Q1. Are the Ganda Boys and the Ganda Foundation the same institution? What are the major activities of the Foundation and what are the activities of the Ganda Boys?

Q1a: The Ganda Boys and their charitable organisation, the Ganda Foundation, are distinctly two separate entities and keep their trade and financial activities quite separate. The Ganda Boys are purely a music group, which composes, records and performs our songs, yet contains the inspiration for our social message and creates a beautiful conduit for telling our stories and inspiring people around the globe. The latter, our Ganda Foundation, is a UK registered charity, that is entirely concerned about delivering aid to the needy. We have operated mainly in rural Uganda since 2009, focusing on Kawolo and Mulogo hospitals (medical equipment) and Lugazi Community Primary School (educational materials and computer labs). Recently, in the last couple of years, we have taken on the wider refugee cause in both Uganda and also in Europe. (see questions 9, 10 and 11 below)

Q2. How did you come to the musical scene?

Q2a: The Ganda Boys first met together at the BBC in London in 2008, when our Ganda Boys music director, Craig Pruess, was commissioned to compose the music for a BBC prime time television series called “Moses Jones” — an award-winning drama about Ugandan musicians struggling to survive in London, UK. Former Ugandan popular group, DaTwinz (Denis Mugagga and Daniel Sewagudde) had been living in London for some years and were asked to advise the series production team on Ugandan culture, and ended up assisting Craig in writing four African-fusion songs that became part of the key drama scenes. A feature of the series was a live African band in full swing in a London “African” styled club — expertly constructed by the BBC carpenters and stylists. These scenes and songs became part of the drama. The musical collaboration for this project was so successful, and the music so appreciated (a British Academy Award nomination for Best Original Music for Craig Pruess) that it was quite effortless that Craig, Denis and Daniel would continue to work together. Ganda Boys as a name and new identity quickly followed, as did the first concerts, recordings and then more and more songs. It hasn’t stopped since then!
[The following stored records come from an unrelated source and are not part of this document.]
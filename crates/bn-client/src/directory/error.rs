use crate::directory::status_message;
use crate::error_chain;

use std::panic::Location;

use error_location::ErrorLocation;
use thiserror::Error;

const NETWORK_MESSAGE: &str = "Network error. Please check your internet connection.";
const DECODE_MESSAGE: &str = "Unexpected response from server. Please try again.";

/// Errors that can occur talking to the backend directory
#[derive(Error, Debug)]
pub enum DirectoryError {
    /// Connection, DNS, TLS or timeout failure
    #[error("Transport error: {message} {location}")]
    Transport {
        message: String,
        location: ErrorLocation,
    },

    /// Non-2xx response
    #[error("API error: {message} (status: {status}) {location}")]
    Api {
        status: u16,
        message: String,
        location: ErrorLocation,
    },

    /// 2xx response carrying `success: false`
    #[error("Request rejected: {message} {location}")]
    Rejected {
        message: String,
        location: ErrorLocation,
    },

    /// 2xx response that does not match the expected shape
    #[error("Invalid response: {message} {location}")]
    Decode {
        message: String,
        location: ErrorLocation,
    },
}

impl DirectoryError {
    /// Convert reqwest error with context
    #[track_caller]
    pub fn from_reqwest(err: reqwest::Error) -> Self {
        let location = ErrorLocation::from(Location::caller());
        let message = error_chain::render(&err);

        if err.is_decode() {
            DirectoryError::Decode { message, location }
        } else {
            DirectoryError::Transport {
                message,
                location,
            }
        }
    }

    /// Create an API error, falling back to the status table when the server sent no message
    #[track_caller]
    pub fn api(status: u16, message: Option<String>) -> Self {
        let message = message
            .filter(|m| !m.trim().is_empty())
            .unwrap_or_else(|| status_message(status));

        DirectoryError::Api {
            status,
            message,
            location: ErrorLocation::from(Location::caller()),
        }
    }

    #[track_caller]
    pub fn rejected(message: impl Into<String>) -> Self {
        DirectoryError::Rejected {
            message: message.into(),
            location: ErrorLocation::from(Location::caller()),
        }
    }

    #[track_caller]
    pub fn transport(message: impl Into<String>) -> Self {
        DirectoryError::Transport {
            message: message.into(),
            location: ErrorLocation::from(Location::caller()),
        }
    }

    #[track_caller]
    pub fn decode(message: impl Into<String>) -> Self {
        DirectoryError::Decode {
            message: message.into(),
            location: ErrorLocation::from(Location::caller()),
        }
    }

    /// HTTP status for API errors
    pub fn status(&self) -> Option<u16> {
        match self {
            Self::Api { status, .. } => Some(*status),
            _ => None,
        }
    }

    /// Text suitable for showing to the user.
    pub fn user_message(&self) -> String {
        match self {
            Self::Transport { .. } => NETWORK_MESSAGE.to_string(),
            Self::Api { message, .. } | Self::Rejected { message, .. } => message.clone(),
            Self::Decode { .. } => DECODE_MESSAGE.to_string(),
        }
    }
}

impl From<reqwest::Error> for DirectoryError {
    #[track_caller]
    fn from(err: reqwest::Error) -> Self {
        DirectoryError::from_reqwest(err)
    }
}

impl From<serde_json::Error> for DirectoryError {
    #[track_caller]
    fn from(err: serde_json::Error) -> Self {
        DirectoryError::decode(err.to_string())
    }
}

pub type Result<T> = std::result::Result<T, DirectoryError>;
Q3. Why did you change to another music genre?

Q3a. The evolution from DaTwinz to the Ganda Boys can be described very succinctly as: “message”. From recording music/songs to entertain and catch the public’s ear as good popular music does, to creating songs and stories about social situations and real dreams and wider global issues — this happened naturally with the Ganda Boys. It was the chemistry between the three of us. It felt right, we felt we had a lot to say, and we have always felt that it is bringing the best of African traditional chants fused with meaningful and thought-provoking English lyrics to an international audience. It’s a far broader musical palette than DaTwinz, with a more global flavour, even orchestral string arrangements. The Queen of Buganda, the gracious Nnabagereka, has said often that the Ganda Boys have now helped put Ugandan music onto the international map, creating style and substance for an international listening audience, with direct pointers back to the rich musical heritage of Uganda.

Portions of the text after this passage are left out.